BEGIN THE RECORDS

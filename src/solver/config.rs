use crate::hex::ice::IceConfig;

/// Move-ordering bitflags, settable independently via `param_solver
/// move_ordering <mask>`.
pub mod order_flags {
    pub const FROM_CENTER: u32 = 1 << 0;
    pub const WITH_RESIST: u32 = 1 << 1;
    pub const WITH_MUSTPLAY: u32 = 1 << 2;
}

/// Every tunable the solver core reads, replacing the teacher's global
/// namespace of constants with a single value threaded through every
/// constructor (HexBoard, Ice, DfsSolver, VCBuilder).
#[derive(Clone, Copy, Debug)]
pub struct SolverConfig {
    pub ice: IceConfig,

    pub use_decompositions: bool,
    pub shrink_proofs: bool,
    pub backup_ice_info: bool,
    pub move_ordering: u32,

    /// How often (in nodes) to emit a progress log line.
    pub progress_depth: u32,
    /// How often (in nodes) to refresh the TT with partial work, in case of
    /// an abort mid-search.
    pub update_depth: u32,
    /// Maximum recursion depth; 0 means unlimited.
    pub depth_limit: u32,
    /// Wall-clock budget in milliseconds; 0 means unlimited.
    pub time_limit_ms: u64,

    /// If true, re-solve the root even when the TT already has an entry
    /// for it (used for timing experiments).
    pub root_resolve: bool,
}

impl Default for SolverConfig {
    fn default() -> Self {
        SolverConfig {
            ice: IceConfig::default(),
            use_decompositions: true,
            shrink_proofs: true,
            backup_ice_info: false,
            move_ordering: order_flags::FROM_CENTER | order_flags::WITH_RESIST | order_flags::WITH_MUSTPLAY,
            progress_depth: 0,
            update_depth: 0,
            depth_limit: 0,
            time_limit_ms: 0,
            root_resolve: false,
        }
    }
}

impl SolverConfig {
    /// Applies a `param_solver_ice <key> <value>` command, returning an
    /// error for an unrecognized key rather than silently ignoring it.
    pub fn set_ice_param(&mut self, key: &str, value: &str) -> crate::utils::prelude::Result<()> {
        let on = parse_bool(value)?;
        match key {
            "find_permanently_inferior" => self.ice.find_permanently_inferior = on,
            "find_all_pattern_killers" => self.ice.find_all_pattern_killers = on,
            "backup_opponent_dead" => self.ice.backup_opponent_dead = on,
            "iterative_dead_regions" => self.ice.iterative_dead_regions = on,
            other => return Err(crate::utils::prelude::anyhow!("unknown ICE parameter {other}")),
        }
        Ok(())
    }

    /// Applies a `param_solver <key> <value>` command.
    pub fn set_solver_param(&mut self, key: &str, value: &str) -> crate::utils::prelude::Result<()> {
        match key {
            "use_decompositions" => self.use_decompositions = parse_bool(value)?,
            "shrink_proofs" => self.shrink_proofs = parse_bool(value)?,
            "backup_ice_info" => self.backup_ice_info = parse_bool(value)?,
            "move_ordering" => {
                self.move_ordering = value
                    .parse()
                    .map_err(|_| crate::utils::prelude::anyhow!("move_ordering expects an integer bitmask"))?
            }
            "progress_depth" => self.progress_depth = parse_u32(value)?,
            "update_depth" => self.update_depth = parse_u32(value)?,
            "depth_limit" => self.depth_limit = parse_u32(value)?,
            "time_limit" => self.time_limit_ms = value.parse().map_err(|_| crate::utils::prelude::anyhow!("time_limit expects milliseconds"))?,
            other => return Err(crate::utils::prelude::anyhow!("unknown solver parameter {other}")),
        }
        Ok(())
    }
}

fn parse_bool(value: &str) -> crate::utils::prelude::Result<bool> {
    match value {
        "0" | "false" | "off" => Ok(false),
        "1" | "true" | "on" => Ok(true),
        other => Err(crate::utils::prelude::anyhow!("expected a boolean, got {other}")),
    }
}

fn parse_u32(value: &str) -> crate::utils::prelude::Result<u32> {
    value.parse().map_err(|_| crate::utils::prelude::anyhow!("expected an integer, got {value}"))
}

#[cfg(test)]
mod tests {
    use super::*;

    #[test]
    fn ice_param_roundtrip() {
        let mut config = SolverConfig::default();
        config.set_ice_param("find_permanently_inferior", "0").unwrap();
        assert!(!config.ice.find_permanently_inferior);
        config.set_ice_param("find_permanently_inferior", "1").unwrap();
        assert!(config.ice.find_permanently_inferior);
    }

    #[test]
    fn unknown_param_is_an_error() {
        let mut config = SolverConfig::default();
        assert!(config.set_solver_param("not_a_real_param", "1").is_err());
    }
}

END THE RECORDS

EXERCISE BRIEF.
The answer should be an exact reproduction of all the entries.

REPLY.
filename src/solver/config.rs
use crate::hex::ice::IceConfig;

/// Move-ordering bitflags, settable independently via `param_solver
/// move_ordering <mask>`.
pub mod order_flags {
    pub const FROM_CENTER: u32 = 1 << 0;
    pub const WITH_RESIST: u32 = 1 << 1;
    pub const WITH_MUSTPLAY: u32 = 1 << 2;
}

/// Every tunable the solver core reads, replacing the teacher's global
/// namespace of constants with a single value threaded through every
/// constructor (HexBoard, Ice, DfsSolver, VCBuilder).
#[derive(Clone, Copy, Debug)]
pub struct SolverConfig {
    pub ice: IceConfig,

    pub use_decompositions: bool,
    pub shrink_proofs: bool,
    pub backup_ice_info: bool,
    pub move_ordering: u32,

    /// How often (in nodes) to emit a progress log line.
    pub progress_depth: u32,
    /// How often (in nodes) to refresh the TT with partial work, in case of
    /// an abort mid-search.
    pub update_depth: u32,
    /// Maximum recursion depth; 0 means unlimited.
    pub depth_limit: u32,
    /// Wall-clock budget in milliseconds; 0 means unlimited.
    pub time_limit_ms: u64,

    /// If true, re-solve the root even when the TT already has an entry
    /// for it (used for timing experiments).
    pub root_resolve: bool,
}

impl Default for SolverConfig {
    fn default() -> Self {
        SolverConfig {
            ice: IceConfig::default(),
            use_decompositions: true,
            shrink_proofs: true,
            backup_ice_info: false,
            move_ordering: order_flags::FROM_CENTER | order_flags::WITH_RESIST | order_flags::WITH_MUSTPLAY,
            progress_depth: 0,
            update_depth: 0,
            depth_limit: 0,
            time_limit_ms: 0,
            root_resolve: false,
        }
    }
}

impl SolverConfig {
    /// Applies a `param_solver_ice <key> <value>` command, returning an
    /// error for an unrecognized key rather than silently ignoring it.
    pub fn set_ice_param(&mut self, key: &str, value: &str) -> crate::utils::prelude::Result<()> {
        let on = parse_bool(value)?;
        match key {
            "find_permanently_inferior" => self.ice.find_permanently_inferior = on,
            "find_all_pattern_killers" => self.ice.find_all_pattern_killers = on,
            "backup_opponent_dead" => self.ice.backup_opponent_dead = on,
            "iterative_dead_regions" => self.ice.iterative_dead_regions = on,
            other => return Err(crate::utils::prelude::anyhow!("unknown ICE parameter {other}")),
        }
        Ok(())
    }

    /// Applies a `param_solver <key> <value>` command.
    pub fn set_solver_param(&mut self, key: &str, value: &str) -> crate::utils::prelude::Result<()> {
        match key {
            "use_decompositions" => self.use_decompositions = parse_bool(value)?,
            "shrink_proofs" => self.shrink_proofs = parse_bool(value)?,
            "backup_ice_info" => self.backup_ice_info = parse_bool(value)?,
            "move_ordering" => {
                self.move_ordering = value
                    .parse()
                    .map_err(|_| crate::utils::prelude::anyhow!("move_ordering expects an integer bitmask"))?
            }
            "progress_depth" => self.progress_depth = parse_u32(value)?,
            "update_depth" => self.update_depth = parse_u32(value)?,
            "depth_limit" => self.depth_limit = parse_u32(value)?,
            "time_limit" => self.time_limit_ms = value.parse().map_err(|_| crate::utils::prelude::anyhow!("time_limit expects milliseconds"))?,
            other => return Err(crate::utils::prelude::anyhow!("unknown solver parameter {other}")),
        }
        Ok(())
    }
}

fn parse_bool(value: &str) -> crate::utils::prelude::Result<bool> {
    match value {
        "0" | "false" | "off" => Ok(false),
        "1" | "true" | "on" => Ok(true),
        other => Err(crate::utils::prelude::anyhow!("expected a boolean, got {other}")),
    }
}

fn parse_u32(value: &str) -> crate::utils::prelude::Result<u32> {
    value.parse().map_err(|_| crate::utils::prelude::anyhow!("expected an integer, got {value}"))
}

#[cfg(test)]
mod tests {
    use super::*;

    #[test]
    fn ice_param_roundtrip() {
        let mut config = SolverConfig::default();
        config.set_ice_param("find_permanently_inferior", "0").unwrap();
        assert!(!config.ice.find_permanently_inferior);
        config.set_ice_param("find_permanently_inferior", "1").unwrap();
        assert!(config.ice.find_permanently_inferior);
    }

    #[test]
    fn unknown_param_is_an_error() {
        let mut config = SolverConfig::default();
        assert!(config.set_solver_param("not_a_real_param", "1").is_err());
    }
}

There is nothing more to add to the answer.